According to Adobe’s 2017 Digital Marketing Study, the percentage of financial services companies that view themselves as advanced in terms of digital maturity nearly tripled from 7 percent in 2016 to 19 percent this year. Digital maturity is an indicator of a company’s technical skills, use of automation, and level of data integration.
While the financial sector still lags behind the overall industry average of 24 percent, it’s gaining ground. Overall, more than half (59 percent) of financial services marketers view their companies as either advanced or focused in terms of digital maturity. The survey, which is designed to help you better understand the pace of the digital marketing transformation, included financial services companies from across Europe and North America.
Overall, marketers that categorize their companies as “digitally mature” more than doubled between 2016 and 2017, from 11 percent to 24 percent. That means a quarter of the 1,165 companies surveyed are transforming their business processes in order to better understand and use their data.
As financial services companies increase their investments in digital technology, they are becoming more mature in terms of how they use the people, tools, and processes required to deliver personalized content that is consistent across both online and traditional bricks-and-mortar channels.
Embracing digital technology.
One example of a digitally mature financial services company is Bank of America, the ninth largest bank in the world in terms of total assets.
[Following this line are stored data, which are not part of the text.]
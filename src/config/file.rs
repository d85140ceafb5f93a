//! Configuration file loading.

use crate::config::Config;
use crate::error::{Error, Result};
use std::path::Path;

/// Load configuration from a TOML file.
///
/// Returns default config if the file does not exist.
pub fn load_config_file(path: &Path) -> Result<Config> {
    if !path.exists() {
        return Ok(Config::default());
    }

    let contents = std::fs::read_to_string(path).map_err(|e| Error::ConfigRead {
        path: path.to_path_buf(),
        source: e,
    })?;

    toml::from_str(&contents).map_err(|e| Error::ConfigParse {
        path: path.to_path_buf(),
        source: e,
    })
}

/// Load configuration from the default platform-specific path.
///
/// Returns default config if no config file exists.
pub fn load_default_config() -> Result<Config> {
    super::config_file_path().map_or_else(|_| Ok(Config::default()), |path| load_config_file(&path))
}

/// Save configuration to a TOML file.
pub fn save_config(config: &Config, path: &Path) -> Result<()> {
    // Create parent directories if they don't exist
    if let Some(parent) = path.parent() {
        std::fs::create_dir_all(parent).map_err(|e| Error::ConfigWrite {
            path: path.to_path_buf(),
            source: e,
        })?;
    }

    let contents =
        toml::to_string_pretty(config).map_err(|e| Error::ConfigSerialize { source: e })?;

    std::fs::write(path, contents).map_err(|e| Error::ConfigWrite {
        path: path.to_path_buf(),
        source: e,
    })
}

/// Save configuration to the default platform-specific path.
pub fn save_default_config(config: &Config) -> Result<std::path::PathBuf> {
    let path = super::config_file_path()?;
    save_config(config, &path)?;
    Ok(path)
}

#[cfg(test)]
#[allow(clippy::unwrap_used, clippy::float_cmp)]
mod tests {
    use super::*;
    use std::io::Write;
    use tempfile::NamedTempFile;

    #[test]
    fn test_load_nonexistent_file_returns_default() {
        let path = Path::new("/nonexistent/path/config.toml");
        let config = load_config_file(path);
        assert!(config.is_ok());
        let config = config.ok().unwrap();
        assert_eq!(config.detection.min_confidence, 0.90);
    }

    #[test]
    fn test_load_valid_config() {
        let mut file = NamedTempFile::new().unwrap();
        writeln!(
            file,
            r#"
[detection]
min_confidence = 0.95
cooldown_secs = 60

[paths]
log_file = "custom/logs.json"
"#
        )
        .unwrap();

        let config = load_config_file(file.path());
        assert!(config.is_ok());
        let config = config.ok().unwrap();
        assert_eq!(config.detection.min_confidence, 0.95);
        assert_eq!(config.detection.cooldown_secs, 60);
        assert_eq!(
            config.paths.log_file,
            std::path::PathBuf::from("custom/logs.json")
        );
        // Unset fields keep their defaults.
        assert_eq!(config.detection.frame_interval_ms, 250);
    }

    #[test]
    fn test_load_invalid_toml_returns_error() {
        let mut file = NamedTempFile::new().unwrap();
        writeln!(file, "this is not valid toml {{{{").unwrap();

        let config = load_config_file(file.path());
        assert!(config.is_err());
    }

    #[test]
    fn test_save_and_reload_round_trip() {
        let dir = tempfile::tempdir().unwrap();
        let path = dir.path().join("nested").join("config.toml");

        let mut config = Config::default();
        config.detection.cooldown_secs = 45;
        save_config(&config, &path).unwrap();

        let reloaded = load_config_file(&path).unwrap();
        assert_eq!(reloaded.detection.cooldown_secs, 45);
    }
}
//! Frame acquisition.
//!
//! The physical camera is an external collaborator; anything that yields
//! frames can sit behind the [`FrameSource`] trait. The crate ships a
//! directory-replay source so the pipeline runs without camera hardware.

mod directory;

pub use directory::DirectorySource;

use crate::error::Result;
use image::DynamicImage;

/// One captured frame.
#[derive(Debug, Clone)]
pub struct Frame {
    /// Decoded image data.
    pub image: DynamicImage,
    /// Stable identifier for the frame (file stem for replayed frames).
    pub tag: String,
}

impl Frame {
    /// Create a frame from decoded image data.
    pub fn new(image: DynamicImage, tag: impl Into<String>) -> Self {
        Self {
            image,
            tag: tag.into(),
        }
    }

    /// Tiny solid frame for tests.
    #[doc(hidden)]
    pub fn test_frame(tag: &str) -> Self {
        Self::new(DynamicImage::new_rgb8(4, 4), tag)
    }
}

/// Outcome of one frame read.
#[derive(Debug)]
pub enum FrameRead {
    /// A frame was captured.
    Frame(Frame),
    /// The read failed transiently; retry after a short backoff.
    Transient,
    /// The source is exhausted; the capture loop should stop.
    End,
}

/// A source of camera-style frames.
///
/// Opening the source is the only terminal failure: a source that cannot be
/// acquired at all surfaces an error to the operator, while individual read
/// failures are reported as [`FrameRead::Transient`] and retried.
pub trait FrameSource {
    /// Read the next frame.
    fn next_frame(&mut self) -> Result<FrameRead>;
}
The bank is on the leading edge of an evolution, from a fragmented, bricks-and-mortar industry to a digitally savvy ecosystem that understands the importance of integrating data in order to both optimize operations and improve customer experiences.
Cathy Bessant, the bank’s chief operations and technology officer, recently told Forbes that data is the company’s greatest untapped resource. “I think of it in terms of how we take the big universe of data and make it usable in a way that changes product opportunities, changes lives, changes worlds, and makes things better,” she says. “That takes brilliant architecture, brilliant storage, brilliant transportation of data, and well-protected data.”
In fact, Bank of America is a trendsetter in an industry that is embracing digital solutions. The 2017 Digital Marketing study underscores the importance of this shift. Looking ahead, the top three priorities for financial services marketers in terms of digital marketing strategy are audience reach (68 percent), whole customer views (66 percent), and attribution modeling (65 percent).
Overcoming challenges and legacy solutions.
Some companies in the financial sector are implementing digital technology solutions faster than others, which is not surprising in a complex and highly regulated industry that has historically relied on doing business in person. While the number of companies who view themselves as advanced increased over the past year, more than 40 percent of the financial services marketers surveyed still describe their company’s level of digital maturity as either emergent (34 percent) or nonexistent (7 percent).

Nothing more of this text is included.